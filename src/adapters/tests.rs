use super::chat::{ChatRoom, ModerationAction};
use super::notifications::NotificationFeed;
use super::push_bounded;
use super::stream_health::{AlertSeverity, HealthStatus, HealthSummary, StreamHealthMonitor};
use crate::client::RealtimeClient;
use crate::config::{AdapterSettings, ConnectionSettings};
use crate::transport::message::Envelope;
use crate::transport::status::ConnectionStatus;
use futures_util::StreamExt;
use serde_json::{Value, json};
use std::collections::VecDeque;
use std::time::Duration;
use tokio::net::TcpListener;
use tokio::sync::mpsc;
use tokio::time::timeout;
use tokio_tungstenite::tungstenite::Message as WsMessage;

fn offline_client() -> RealtimeClient {
    RealtimeClient::new(&ConnectionSettings::default()).unwrap()
}

fn deliver(client: &RealtimeClient, topic: &str, payload: Value) {
    client.router().dispatch(&Envelope::new(topic, payload));
}

fn chat_message(n: usize, event_id: &str) -> Value {
    json!({ "id": format!("m{n}"), "eventId": event_id, "message": format!("message {n}") })
}

#[test]
fn test_push_bounded_drops_oldest() {
    let mut items = VecDeque::new();
    for n in 0..5 {
        push_bounded(&mut items, n, 3);
    }
    assert_eq!(items, VecDeque::from(vec![2, 3, 4]));
}

#[test]
fn test_chat_keeps_the_most_recent_200_messages() {
    let client = offline_client();
    let room = ChatRoom::join(&client, "e1", &AdapterSettings::default());

    for n in 0..250 {
        deliver(&client, "chat.message", chat_message(n, "e1"));
    }

    let messages = room.messages();
    assert_eq!(messages.len(), 200);
    assert_eq!(messages.first().unwrap().id, "m50");
    assert_eq!(messages.last().unwrap().id, "m249");
}

#[test]
fn test_chat_ignores_other_events_and_bad_payloads() {
    let client = offline_client();
    let room = ChatRoom::join(&client, "e1", &AdapterSettings::default());

    deliver(&client, "chat.message", chat_message(1, "e2"));
    deliver(&client, "chat.message", json!({ "id": "m2" }));
    deliver(&client, "chat.message", chat_message(3, "e1"));

    let ids: Vec<String> = room.messages().into_iter().map(|m| m.id).collect();
    assert_eq!(ids, vec!["m3"]);
}

#[test]
fn test_chat_moderation_tombstones_in_place() {
    let client = offline_client();
    let room = ChatRoom::join(&client, "e1", &AdapterSettings::default());
    for n in 0..3 {
        deliver(&client, "chat.message", chat_message(n, "e1"));
    }

    deliver(
        &client,
        "chat.moderation",
        json!({ "eventId": "e1", "messageId": "m1", "action": "delete" }),
    );
    // timeouts do not remove messages
    deliver(
        &client,
        "chat.moderation",
        json!({ "eventId": "e1", "messageId": "m2", "action": "timeout" }),
    );
    // unknown message id is harmless
    deliver(
        &client,
        "chat.moderation",
        json!({ "eventId": "e1", "messageId": "missing", "action": "hide" }),
    );

    let messages = room.messages();
    assert_eq!(messages.len(), 3);
    assert_eq!(
        messages.iter().map(|m| m.deleted).collect::<Vec<_>>(),
        vec![false, true, false]
    );
    assert_eq!(messages[1].message, "message 1");
}

#[test]
fn test_chat_tracks_room_status_and_unsubscribes_on_drop() {
    let client = offline_client();
    let room = ChatRoom::join(&client, "e1", &AdapterSettings::default());
    deliver(
        &client,
        "chat.status",
        json!({ "eventId": "e1", "status": "slow_mode", "slowModeSecs": 10 }),
    );
    let status = room.status().unwrap();
    assert_eq!(status.status, "slow_mode");
    assert_eq!(status.slow_mode_secs, Some(10));

    // commands fail quietly while offline
    assert!(!room.send_message("hello"));
    assert!(!room.moderate("m1", ModerationAction::Delete, Some("spam")));

    assert_eq!(client.router().subscriber_count("chat.message"), 1);
    room.leave();
    assert_eq!(client.router().subscriber_count("chat.message"), 0);
    assert_eq!(client.router().subscriber_count("chat.moderation"), 0);
    assert_eq!(client.router().subscriber_count("chat.status"), 0);
}

fn notification(id: &str) -> Value {
    json!({ "id": id, "type": "billing", "title": format!("title {id}") })
}

#[test]
fn test_notifications_are_capped_at_50_newest_first() {
    let client = offline_client();
    let feed = NotificationFeed::subscribe(&client, &AdapterSettings::default());

    for n in 0..60 {
        deliver(&client, "notification.new", notification(&format!("n{n}")));
    }

    let items = feed.notifications();
    assert_eq!(items.len(), 50);
    assert_eq!(items.first().unwrap().id, "n59");
    assert_eq!(items.last().unwrap().id, "n10");
    assert_eq!(items[0].kind.as_deref(), Some("billing"));
    assert_eq!(feed.unread_count(), 60);
}

#[test]
fn test_notification_unread_count_never_goes_negative() {
    let client = offline_client();
    let feed = NotificationFeed::subscribe(&client, &AdapterSettings::default());

    deliver(&client, "notification.new", notification("a"));
    deliver(&client, "notification.new", notification("b"));
    assert_eq!(feed.unread_count(), 2);

    deliver(&client, "notification.update", json!({ "id": "a", "read": true }));
    // repeated read of the same notification does not count twice
    deliver(&client, "notification.update", json!({ "id": "a", "read": true }));
    assert_eq!(feed.unread_count(), 1);

    feed.mark_read("b");
    assert_eq!(feed.unread_count(), 0);

    // reads for unknown ids stop at zero
    deliver(&client, "notification.update", json!({ "id": "zzz", "read": true }));
    feed.mark_read("yyy");
    assert_eq!(feed.unread_count(), 0);
    assert!(feed.notifications().iter().all(|n| n.read));
}

#[test]
fn test_notification_read_of_evicted_item_counts_once() {
    let client = offline_client();
    let feed = NotificationFeed::subscribe(&client, &AdapterSettings::default());

    for n in 0..51 {
        deliver(&client, "notification.new", notification(&format!("n{n}")));
    }
    assert_eq!(feed.notifications().len(), 50);
    assert_eq!(feed.unread_count(), 51);

    // n0 was evicted; the local mark and the server echo are one read
    feed.mark_read("n0");
    deliver(&client, "notification.update", json!({ "id": "n0", "read": true }));
    deliver(&client, "notification.bulk_read", json!({ "ids": ["n0"] }));
    assert_eq!(feed.unread_count(), 50);

    // retained items still count down normally
    feed.mark_read("n50");
    assert_eq!(feed.unread_count(), 49);
}

#[test]
fn test_notification_bulk_read_and_updates() {
    let client = offline_client();
    let feed = NotificationFeed::subscribe(&client, &AdapterSettings::default());
    for id in ["a", "b", "c"] {
        deliver(&client, "notification.new", notification(id));
    }

    deliver(&client, "notification.bulk_read", json!({ "ids": ["a", "c"] }));
    assert_eq!(feed.unread_count(), 1);

    deliver(
        &client,
        "notification.update",
        json!({ "id": "b", "title": "renamed", "read": false }),
    );
    assert_eq!(feed.unread_count(), 1);
    let b = feed.notifications().into_iter().find(|n| n.id == "b").unwrap();
    assert_eq!(b.title, "renamed");

    deliver(&client, "notification.bulk_read", json!({}));
    assert_eq!(feed.unread_count(), 0);

    deliver(&client, "notification.new", notification("d"));
    assert_eq!(feed.unread_count(), 1);
    feed.mark_all_read();
    assert_eq!(feed.unread_count(), 0);
}

fn health(stream_id: &str, status: &str, fps: f64) -> Value {
    json!({ "streamId": stream_id, "status": status, "fps": fps })
}

fn alert(stream_id: &str, n: usize) -> Value {
    json!({
        "streamId": stream_id,
        "alertId": format!("a{n}"),
        "severity": "warning",
        "message": format!("alert {n}"),
    })
}

#[test]
fn test_stream_health_keeps_latest_snapshot_and_last_10_alerts() {
    let client = offline_client();
    let monitor = StreamHealthMonitor::watch(&client, "s1", &AdapterSettings::default());

    deliver(&client, "stream.health.update", health("s1", "healthy", 60.0));
    deliver(&client, "stream.health.update", health("s1", "critical", 12.5));
    deliver(&client, "stream.health.update", health("other", "healthy", 30.0));

    let snapshot = monitor.snapshot("s1").unwrap();
    assert_eq!(snapshot.status, HealthStatus::Critical);
    assert_eq!(snapshot.fps, Some(12.5));
    assert!(monitor.snapshot("other").is_none());

    for n in 0..15 {
        deliver(&client, "stream.health.alert", alert("s1", n));
    }
    deliver(&client, "stream.health.alert", alert("other", 99));

    let alerts = monitor.alerts("s1");
    assert_eq!(alerts.len(), 10);
    assert_eq!(alerts[0].alert_id.as_deref(), Some("a5"));
    assert_eq!(alerts[9].alert_id.as_deref(), Some("a14"));
    assert_eq!(alerts[9].severity, AlertSeverity::Warning);
    assert!(monitor.alerts("other").is_empty());
}

#[test]
fn test_multi_stream_health_summary() {
    let client = offline_client();
    let monitor =
        StreamHealthMonitor::watch_many(&client, ["s1", "s2", "s3", "s4"], &AdapterSettings::default());

    deliver(&client, "stream.health.update", health("s1", "healthy", 60.0));
    deliver(&client, "stream.health.update", health("s2", "warning", 24.0));
    // eventId is accepted as the stream key too
    deliver(
        &client,
        "stream.health.update",
        json!({ "eventId": "s3", "status": "offline" }),
    );

    assert_eq!(
        monitor.summary(),
        HealthSummary {
            healthy: 1,
            warning: 1,
            critical: 0,
            offline: 1,
            unknown: 1,
        }
    );

    assert!(monitor.remove_stream("s3"));
    assert!(!monitor.remove_stream("s3"));
    assert!(monitor.add_stream("s5"));
    assert!(!monitor.add_stream("s5"));
    assert_eq!(monitor.stream_ids(), vec!["s1", "s2", "s4", "s5"]);
    assert_eq!(monitor.summary().total(), 4);
    assert_eq!(monitor.summary().offline, 0);
}

/// Accepts one websocket and forwards every decoded client frame.
async fn start_frame_server() -> (String, mpsc::UnboundedReceiver<Envelope>) {
    let listener = TcpListener::bind("127.0.0.1:0").await.unwrap();
    let addr = listener.local_addr().unwrap();
    let (frames_tx, frames) = mpsc::unbounded_channel::<Envelope>();
    tokio::spawn(async move {
        if let Ok((stream, _)) = listener.accept().await {
            let mut ws = tokio_tungstenite::accept_async(stream).await.unwrap();
            while let Some(Ok(msg)) = ws.next().await {
                if let WsMessage::Text(text) = msg {
                    let _ = frames_tx.send(Envelope::decode(text.as_str()).unwrap());
                }
            }
        }
    });
    (format!("ws://{addr}/realtime"), frames)
}

fn client_for(url: String) -> RealtimeClient {
    RealtimeClient::new(&ConnectionSettings {
        url,
        ..ConnectionSettings::default()
    })
    .unwrap()
}

async fn next_frame(frames: &mut mpsc::UnboundedReceiver<Envelope>) -> Envelope {
    timeout(Duration::from_secs(5), frames.recv())
        .await
        .expect("timed out waiting for frame")
        .expect("server stopped")
}

#[tokio::test]
async fn test_chat_room_joins_on_connect_and_leaves_on_drop() {
    let (url, mut frames) = start_frame_server().await;
    let client = client_for(url);
    let room = ChatRoom::join(&client, "e42", &AdapterSettings::default());
    client.connect();

    let join = next_frame(&mut frames).await;
    assert_eq!(join.topic, "chat.join");
    assert_eq!(join.payload, json!({ "eventId": "e42" }));
    assert_eq!(client.status(), ConnectionStatus::Connected);

    assert!(room.send_message("hello"));
    let sent = next_frame(&mut frames).await;
    assert_eq!(sent.topic, "chat.send");
    assert_eq!(sent.payload["message"], "hello");

    drop(room);
    let leave = next_frame(&mut frames).await;
    assert_eq!(leave.topic, "chat.leave");
    assert_eq!(leave.payload["eventId"], "e42");

    client.disconnect();
}

#[tokio::test]
async fn test_notification_unsubscribe_waits_for_the_last_feed() {
    let (url, mut frames) = start_frame_server().await;
    let client = client_for(url);
    let first = NotificationFeed::subscribe(&client, &AdapterSettings::default());
    let second = NotificationFeed::subscribe(&client, &AdapterSettings::default());
    client.connect();

    assert_eq!(next_frame(&mut frames).await.topic, "notification.subscribe");
    assert_eq!(next_frame(&mut frames).await.topic, "notification.subscribe");

    drop(first);
    assert!(client.send("test.marker", json!({})));
    assert_eq!(next_frame(&mut frames).await.topic, "test.marker");

    drop(second);
    assert_eq!(next_frame(&mut frames).await.topic, "notification.unsubscribe");

    client.disconnect();
}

* Activity: The lines from the first of the entries through the line holding "fn chat_message(n: usize, event_id: &str)" are to be restated word for word, and no others.

* Solution to the exercise:
filename src/adapters/tests.rs
use super::chat::{ChatRoom, ModerationAction};
use super::notifications::NotificationFeed;
use super::push_bounded;
use super::stream_health::{AlertSeverity, HealthStatus, HealthSummary, StreamHealthMonitor};
use crate::client::RealtimeClient;
use crate::config::{AdapterSettings, ConnectionSettings};
use crate::transport::message::Envelope;
use crate::transport::status::ConnectionStatus;
use futures_util::StreamExt;
use serde_json::{Value, json};
use std::collections::VecDeque;
use std::time::Duration;
use tokio::net::TcpListener;
use tokio::sync::mpsc;
use tokio::time::timeout;
use tokio_tungstenite::tungstenite::Message as WsMessage;

fn offline_client() -> RealtimeClient {
    RealtimeClient::new(&ConnectionSettings::default()).unwrap()
}

fn deliver(client: &RealtimeClient, topic: &str, payload: Value) {
    client.router().dispatch(&Envelope::new(topic, payload));
}

fn chat_message(n: usize, event_id: &str) -> Value {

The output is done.